Люди и нравы Древней Руси | страница 11
Долгое время гадали исследователи, не соглашавшиеся читать в ст. 17 «убьют» вместо «бьют», как предлагали иные, какая разница между этими двумя операциями («бьют» в ст. 17 и «бита» в ст. 65), ибо ст. 65 ясно гласила, что операции эти различны, что одна заменила другую. И долгое время полагали, что «розвязавше» — это или «раздев до нага» или «освободив от оков» (арестованного), пока В. И. Сергеевич не обратился к тексту «Послания» Заточника, где упомянутое вставное изречение гласит: «…рече: дай мудрому вину, и он премудрее явится; а безумнаго, аще и кнутьем бьешь, развязав на санех, не отъимеши безумия его».[14] Что В. И. Сергеевич правильно указал благодаря этому сопоставлению разницу между простым самоуправным избиванием («бьют») холопа в ст. 17 «Краткой Правды» и квалифицированным наказанием в ст. 65 «Пространной Правды» («бити», привязавши к саням врастяжку), подтвердила находка, сделанная в литовско-русских текстах и опубликованная Н. А. Максимейко уже в наше время: «…а то знаки на руках и на ногах, коли ее [подсудимую] кат [палач] на драбине [лестнице] розвезавши тягнул».[15]
Подобные мелкие аналогии сами по себе были бы ничтожны, если бы не то, что боярский двор в «Послании» XIII века в отличие от «Слова» Заточника XII века введен в текст как существенное звено в биографических злоключениях потерпевшего героя. Именно туда спланировал Даниил на первых порах после жизненного своего крушения: «се бо был есми в велицей мнозе нужи и печали и под работным ермом [ярмом] пострадах, все то искусих, яко зло есть». Работное ярмо — это холопское состояние в самом широком и юридически расплывчатом смысле. Это вовсе еще не принадлежность к корпусу наследственных и потомственных рабов.

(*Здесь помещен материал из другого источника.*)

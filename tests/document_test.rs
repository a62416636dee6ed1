use pbxgraph::{Document, Error, ObjectKind};
use serde_json::json;
use std::collections::HashSet;
use std::io::Write;
use std::rc::Rc;

/// Wrap an `objects` table in a minimal valid top level.
fn doc(objects: serde_json::Value) -> Document {
    Document::from_value(json!({
        "archiveVersion": 1,
        "objectVersion": 46,
        "classes": {},
        "objects": objects,
        "rootObject": "A1",
    }))
    .unwrap()
}

#[test]
fn end_to_end_project_target_phase() {
    let d = doc(json!({
        "A1": { "isa": "PBXProject", "targets": ["T1"], "mainGroup": "G1",
                "buildConfigurationList": "L1" },
        "T1": { "isa": "PBXNativeTarget", "name": "App", "buildPhases": ["S1"],
                "buildConfigurationList": "L1" },
        "S1": { "isa": "PBXSourcesBuildPhase", "files": [] },
        "G1": { "isa": "PBXGroup", "children": [] },
        "L1": { "isa": "XCConfigurationList", "buildConfigurations": [] },
    }));

    let root = d.root().unwrap();
    assert_eq!(root.kind(), ObjectKind::Project);

    let targets = root.as_project().unwrap().targets().unwrap();
    assert_eq!(targets.len(), 1);

    let target = targets[0].as_native_target().unwrap();
    assert_eq!(target.name().unwrap(), "App");

    let phases = target.build_phases().unwrap();
    assert_eq!(phases.len(), 1);
    assert_eq!(phases[0].kind(), ObjectKind::SourcesBuildPhase);
    assert!(phases[0].as_build_phase().unwrap().files().unwrap().is_empty());
}

#[test]
fn resolve_preserves_identity() {
    let d = doc(json!({
        "A1": { "isa": "PBXProject", "targets": ["T1"] },
        "T1": { "isa": "PBXNativeTarget", "name": "App" },
    }));

    let once = d.resolve("T1").unwrap();
    let twice = d.resolve("T1").unwrap();
    assert!(Rc::ptr_eq(&once, &twice));

    // The same identity comes back through a reference accessor.
    let via_project = d.root().unwrap().as_project().unwrap().targets().unwrap();
    assert!(Rc::ptr_eq(&once, &via_project[0]));
}

#[test]
fn resolve_missing_id_is_not_found() {
    let d = doc(json!({ "A1": { "isa": "PBXProject" } }));
    match d.resolve("FFFF") {
        Err(Error::NotFound(id)) => assert_eq!(id.as_str(), "FFFF"),
        other => panic!("expected NotFound, got {other:?}"),
    }
}

#[test]
fn cyclic_references_terminate_and_share_identity() {
    // A target dependency pointing back at its own target closes a cycle:
    // T1 -> D1 -> T1.  The proxy also loops through the project.
    let d = doc(json!({
        "A1": { "isa": "PBXProject", "targets": ["T1"] },
        "T1": { "isa": "PBXNativeTarget", "name": "App", "dependencies": ["D1"] },
        "D1": { "isa": "PBXTargetDependency", "target": "T1", "targetProxy": "P1" },
        "P1": { "isa": "PBXContainerItemProxy", "containerPortal": "A1" },
    }));

    let t1 = d.resolve("T1").unwrap();
    let deps = t1.as_native_target().unwrap().dependencies().unwrap();
    let back = deps[0].as_target_dependency().unwrap().target().unwrap().unwrap();
    assert!(Rc::ptr_eq(&t1, &back));

    let portal = deps[0]
        .as_target_dependency()
        .unwrap()
        .target_proxy()
        .unwrap()
        .unwrap()
        .as_container_item_proxy()
        .unwrap()
        .container_portal()
        .unwrap();
    assert!(Rc::ptr_eq(&d.root().unwrap(), &portal));

    // Depth guard: walking the cycle many times always lands on the same
    // two instances, and never recurses unboundedly.
    let mut current = Rc::clone(&t1);
    for _ in 0..10_000 {
        let deps = current.as_native_target().unwrap().dependencies().unwrap();
        current = deps[0].as_target_dependency().unwrap().target().unwrap().unwrap();
        assert!(Rc::ptr_eq(&current, &t1));
    }
}

#[test]
fn unknown_discriminant_does_not_abort() {
    let d = doc(json!({
        "A1": { "isa": "PBXProject" },
        "Z1": { "isa": "PBXFutureThing", "mystery": 42 },
    }));

    let z = d.resolve("Z1").unwrap();
    assert_eq!(z.kind(), ObjectKind::Unknown);
    assert_eq!(z.isa(), "PBXFutureThing");
    // Raw fields stay reachable through the escape hatch.
    assert_eq!(z.record().int_field("mystery").unwrap(), Some(42));
}

#[test]
fn dangling_sequence_element_is_scoped() {
    let d = doc(json!({
        "A1": { "isa": "PBXProject", "targets": ["T1"] },
        "T1": { "isa": "PBXNativeTarget", "name": "App",
                "buildPhases": ["S1", "DEAD"] },
        "S1": { "isa": "PBXSourcesBuildPhase", "files": [] },
    }));

    let t1 = d.resolve("T1").unwrap();
    let results = t1.resolve_seq_field("buildPhases").unwrap();
    assert_eq!(results.len(), 2);
    assert!(results[0].is_ok());
    match &results[1] {
        Err(Error::DanglingReference { owner, field, target }) => {
            assert_eq!(owner.as_str(), "T1");
            assert_eq!(field, "buildPhases");
            assert_eq!(target.as_str(), "DEAD");
        }
        other => panic!("expected DanglingReference, got {other:?}"),
    }

    // The fail-fast typed accessor refuses the whole collection.
    assert!(t1.as_native_target().unwrap().build_phases().is_err());

    // The audit reports the same edge without failing anything.
    let report = d.audit();
    assert_eq!(report.dangling.len(), 1);
    assert_eq!(report.dangling[0].target.as_str(), "DEAD");
}

#[test]
fn full_traversal_creates_one_object_per_record() {
    // Five records, many overlapping references at them.
    let d = doc(json!({
        "A1": { "isa": "PBXProject", "targets": ["T1", "T2"], "mainGroup": "G1" },
        "T1": { "isa": "PBXNativeTarget", "name": "App", "buildPhases": ["S1"] },
        "T2": { "isa": "PBXNativeTarget", "name": "Tests", "buildPhases": ["S1"] },
        "S1": { "isa": "PBXSourcesBuildPhase", "files": [] },
        "G1": { "isa": "PBXGroup", "children": [] },
    }));

    let all = d.resolve_all().unwrap();
    assert_eq!(all.len(), 5);

    let pointers: HashSet<*const pbxgraph::Object> =
        all.iter().map(|obj| Rc::as_ptr(obj)).collect();
    assert_eq!(pointers.len(), 5);

    // Walking references produces no new identities.
    for target in d.root().unwrap().as_project().unwrap().targets().unwrap() {
        assert!(pointers.contains(&Rc::as_ptr(&target)));
        for phase in target.as_native_target().unwrap().build_phases().unwrap() {
            assert!(pointers.contains(&Rc::as_ptr(&phase)));
        }
    }
}

#[test]
fn wrong_kind_lookup_is_type_mismatch() {
    let d = doc(json!({
        "A1": { "isa": "PBXProject" },
        "F1": { "isa": "PBXFileReference", "path": "main.swift" },
    }));

    match d.native_target_by_id("F1") {
        Err(Error::TypeMismatch { expected, found, .. }) => {
            assert_eq!(expected, "native target");
            assert_eq!(found, ObjectKind::FileReference);
        }
        other => panic!("expected TypeMismatch, got {other:?}"),
    }
    // The kind-agnostic lookup still succeeds on the same id.
    assert!(d.resolve("F1").is_ok());
}

#[test]
fn group_child_of_wrong_kind_fails_loudly() {
    let d = doc(json!({
        "A1": { "isa": "PBXProject" },
        "G1": { "isa": "PBXGroup", "children": ["S1"] },
        "S1": { "isa": "PBXSourcesBuildPhase", "files": [] },
    }));

    let g1 = d.group_by_id("G1").unwrap();
    assert!(matches!(
        g1.as_group().unwrap().children(),
        Err(Error::TypeMismatch { .. })
    ));
}

#[test]
fn malformed_top_level_names_the_field() {
    let missing_root = json!({
        "archiveVersion": 1, "objectVersion": 46, "objects": {},
    });
    match Document::from_value(missing_root) {
        Err(Error::MalformedDocument { field, .. }) => assert_eq!(field, "rootObject"),
        other => panic!("expected MalformedDocument, got {other:?}"),
    }

    let bad_objects = json!({
        "archiveVersion": 1, "objectVersion": 46,
        "objects": ["not", "a", "map"], "rootObject": "A1",
    });
    match Document::from_value(bad_objects) {
        Err(Error::MalformedDocument { field, .. }) => assert_eq!(field, "objects"),
        other => panic!("expected MalformedDocument, got {other:?}"),
    }

    assert!(matches!(
        Document::from_value(json!("scalar")),
        Err(Error::MalformedDocument { .. })
    ));
}

#[test]
fn stringly_typed_versions_coerce() {
    let d = Document::from_value(json!({
        "archiveVersion": "1",
        "objectVersion": "46",
        "objects": { "A1": { "isa": "PBXProject" } },
        "rootObject": "A1",
    }))
    .unwrap();
    assert_eq!(d.archive_version(), 1);
    assert_eq!(d.object_version(), 46);
}

#[test]
fn objects_outliving_the_document_detach() {
    let held = {
        let d = doc(json!({
            "A1": { "isa": "PBXProject", "targets": ["T1"] },
            "T1": { "isa": "PBXNativeTarget", "name": "App" },
        }));
        d.root().unwrap()
    };

    // Scalar reads still work (the record travels with the object)...
    assert_eq!(held.kind(), ObjectKind::Project);
    // ...but resolution needs the document.
    assert!(matches!(
        held.resolve_seq_field("targets").unwrap()[0],
        Err(Error::Detached(_))
    ));
}

#[test]
fn from_path_reads_json_documents() {
    let mut file = tempfile::NamedTempFile::new().unwrap();
    let body = json!({
        "archiveVersion": 1,
        "objectVersion": 46,
        "objects": {
            "A1": { "isa": "PBXProject", "targets": [] },
        },
        "rootObject": "A1",
    });
    file.write_all(body.to_string().as_bytes()).unwrap();
    file.flush().unwrap();

    let d = Document::from_path(file.path()).unwrap();
    assert_eq!(d.len(), 1);
    assert_eq!(d.root().unwrap().kind(), ObjectKind::Project);
}
use criterion::{black_box, criterion_group, criterion_main, Criterion};
use pbxgraph::Document;
use serde_json::{json, Value};

/// Synthetic document: one project, `targets` targets, each with one sources
/// phase referencing `files_per_target` build files over shared file refs.
fn synthetic_document(targets: usize, files_per_target: usize) -> Value {
    let mut objects = serde_json::Map::new();
    let mut target_ids = Vec::new();

    for t in 0..targets {
        let mut build_file_ids = Vec::new();
        for f in 0..files_per_target {
            let file_ref = format!("FR{f}");
            objects.entry(file_ref.clone()).or_insert_with(|| {
                json!({ "isa": "PBXFileReference", "path": format!("src/file{f}.swift") })
            });
            let bf = format!("BF{t}_{f}");
            objects.insert(bf.clone(), json!({ "isa": "PBXBuildFile", "fileRef": file_ref }));
            build_file_ids.push(bf);
        }
        let phase = format!("S{t}");
        objects.insert(phase.clone(), json!({ "isa": "PBXSourcesBuildPhase", "files": build_file_ids }));
        let target = format!("T{t}");
        objects.insert(
            target.clone(),
            json!({ "isa": "PBXNativeTarget", "name": format!("Target{t}"), "buildPhases": [phase] }),
        );
        target_ids.push(target);
    }
    objects.insert("ROOT".into(), json!({ "isa": "PBXProject", "targets": target_ids }));

    json!({
        "archiveVersion": 1,
        "objectVersion": 46,
        "objects": Value::Object(objects),
        "rootObject": "ROOT",
    })
}

fn bench_open(c: &mut Criterion) {
    let value = synthetic_document(20, 50);
    c.bench_function("open_20x50", |b| {
        b.iter(|| Document::from_value(black_box(value.clone())).unwrap())
    });
}

fn bench_full_resolution(c: &mut Criterion) {
    let value = synthetic_document(20, 50);
    c.bench_function("resolve_all_20x50", |b| {
        b.iter(|| {
            let doc = Document::from_value(value.clone()).unwrap();
            black_box(doc.resolve_all().unwrap()).len()
        })
    });
}

fn bench_cached_resolve(c: &mut Criterion) {
    let doc = Document::from_value(synthetic_document(20, 50)).unwrap();
    doc.resolve_all().unwrap();
    c.bench_function("cached_resolve", |b| {
        b.iter(|| black_box(doc.resolve("T10").unwrap()))
    });
}

criterion_group!(benches, bench_open, bench_full_resolution, bench_cached_resolve);
criterion_main!(benches);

Настаивать здесь на том, что сам автор этой редакции «Послания» — холоп, ссылаясь на мольбу его к князю: «Не отрини раба скорбящаго… яко аз раб твой и сын рабы твоея», — затруднительно уже по одному тому, что здесь же можно найти и другую мольбу в том же первом лице: «Не остави мене, яко отец мой и мати моя остависта мя». Принимая оба эти текста за конкретное автобиографическое указание, мы вынуждены были бы принять тогда и следующую парадоксальную житейскую ситуацию: потомственный княжеский «раб», сын четы княжеских рабов, сбежавшей, когда он был ребенком, и бросившей его на произвол судьбы, искусственно, таким образом, осиротив, находит приют далее в боярском дворе, из которого просится обратно к князю на любых условиях, а тот его не хочет. При таком понимании пошла бы насмарку вся борьба за разыскание беглого холопа, ради которой усиленно работала юридическая мысль феодальных господ, как то видно по «Правде Русской» (не говоря уже о том, что и само «Послание» в иных местах называет Даниила «мужем»): перебежка, перекупка и переманивание холопа — одна из главных опасностей, подтачивавших самые устои феодального общества.